Using the Generated Database Directly

// The generated database also implements GetScaledValue directly ISimpleScalingDataSource scalingDB = myScalingDatabase as ISimpleScalingDataSource; // Get a scaled value for a specific profile, property, and level float scaledHP = scalingDB.GetScaledValue("GOBLIN_WARRIOR", 0, baseHP, level); // Parameters: profileCode, numericIndex, baseValue, level // Get the numeric property names to find the right index string[] numericNames = scalingDB.GetNumericNames(); int hpIndex = System.Array.IndexOf(numericNames, "HP"); float scaledHP2 = scalingDB.GetScaledValue("GOBLIN_WARRIOR", hpIndex, baseHP, level);

Runtime Data Structures

SimpleScalingStep

public struct SimpleScalingStep { public int level; // Level at which this value takes effect public float value; // The value to use (absolute, not additive) }

SimpleScalingRule

public struct SimpleScalingRule { public int numericIndex; // Index into enemy database's numeric definitions public SimpleScalingType scalingType; // None, Linear, Percentage, Exponential, Curve, Step // Linear parameters public float increment; // Value added per level // Percentage parameters public float percentage; // Percent increase per level // Exponential parameters public float exponentialBase; // Base of exponentiation // Curve parameters public AnimationCurve curve; // Mapping normalized level (0-1) to multiplier public float curveMultiplier; // Scales the curve output public int curveMaxLevel; // Maximum level for normalization // Step parameters public SimpleScalingStep[] steps; // Level-value lookup table }

SimpleScalingProfile

public struct SimpleScalingProfile { public string code; // Unique identifier (e.g., "GOBLIN_WARRIOR") public string name; // Display name public string description; // Optional description public SimpleScalingRule[] rules; // Rules for individual numeric properties }

Interface Reference — ISimpleScalingDataSource

Member Returns Description
ProfileCount int Total number of scaling profiles
GetScalingProfiles() SimpleScalingProfile[] Get all scaling profiles
GetScalingProfile(string code) SimpleScalingProfile?
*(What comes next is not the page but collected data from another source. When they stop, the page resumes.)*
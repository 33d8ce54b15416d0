use csv::StringRecord;

/// Named view over one raw scanner-export row, validated once at the filter
/// stage. Field positions follow the export layout: 0 read date, 1 read
/// time, 3 symbology hint, 4 payload. Field 2 is scanner noise and unused.
#[derive(Debug, Clone, PartialEq, Eq)]
pub struct RawRow {
    pub read_date: String,
    pub read_time: String,
    pub symbology: String,
    pub payload: String,
}

impl RawRow {
    /// Build a row from a delimited record, applying the acceptance filter.
    ///
    /// `None` means the row is skipped silently: too few fields, a repeated
    /// header line (field 0 contains "date"), or a field 0 that does not
    /// start with a digit.
    pub fn from_record(record: &StringRecord) -> Option<Self> {
        if record.len() < 5 {
            return None;
        }
        let read_date = record.get(0)?.trim().to_string();
        if !accepts_date_field(&read_date) {
            return None;
        }
        Some(RawRow {
            read_date,
            read_time: record.get(1)?.trim().to_string(),
            symbology: record.get(3)?.trim().to_string(),
            payload: record.get(4)?.trim().to_string(),
        })
    }
}

/// Header artifacts and unreadable junk never make it past this predicate.
fn accepts_date_field(field: &str) -> bool {
    if field.to_lowercase().contains("date") {
        return false;
    }
    field.chars().next().is_some_and(|c| c.is_ascii_digit())
}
Get a profile by code, or null if not found
GetProfileCodes() string[] Get all profile codes
GetNumericNames() string[] Get numeric property names (copied from enemy DB at generation time)
GetScaledValue(string profileCode, int numericIndex, float baseValue, int level) float Compute the scaled value for a specific profile, property, base value, and level

Tips

Start with Linear

Linear scaling is the easiest to understand and balance. Start there for most stats (HP, ATK, DEF), then switch to other types only when you need specific curve shapes. Percentage is a natural next step for proportional growth.

Use Step for Manual Control

Step scaling gives you complete control over exact values at specific levels. It is ideal for tier-based systems (Bronze/Silver/Gold) or when designers need to hand-tune specific breakpoints rather than rely on formulas.

Preview with the Slider

Always use the slider preview to check your scaling at extreme levels. A formula that looks fine at level 10 might produce absurd values at level 50. The Change% column makes it easy to spot runaway scaling.

Test at Extremes

Check level 1 (should match base values), your expected mid-game level, and your max level. Exponential scaling in particular can produce values that break game balance if the exponentialBase is too high. A value of 1.05-1.15 is usually safe.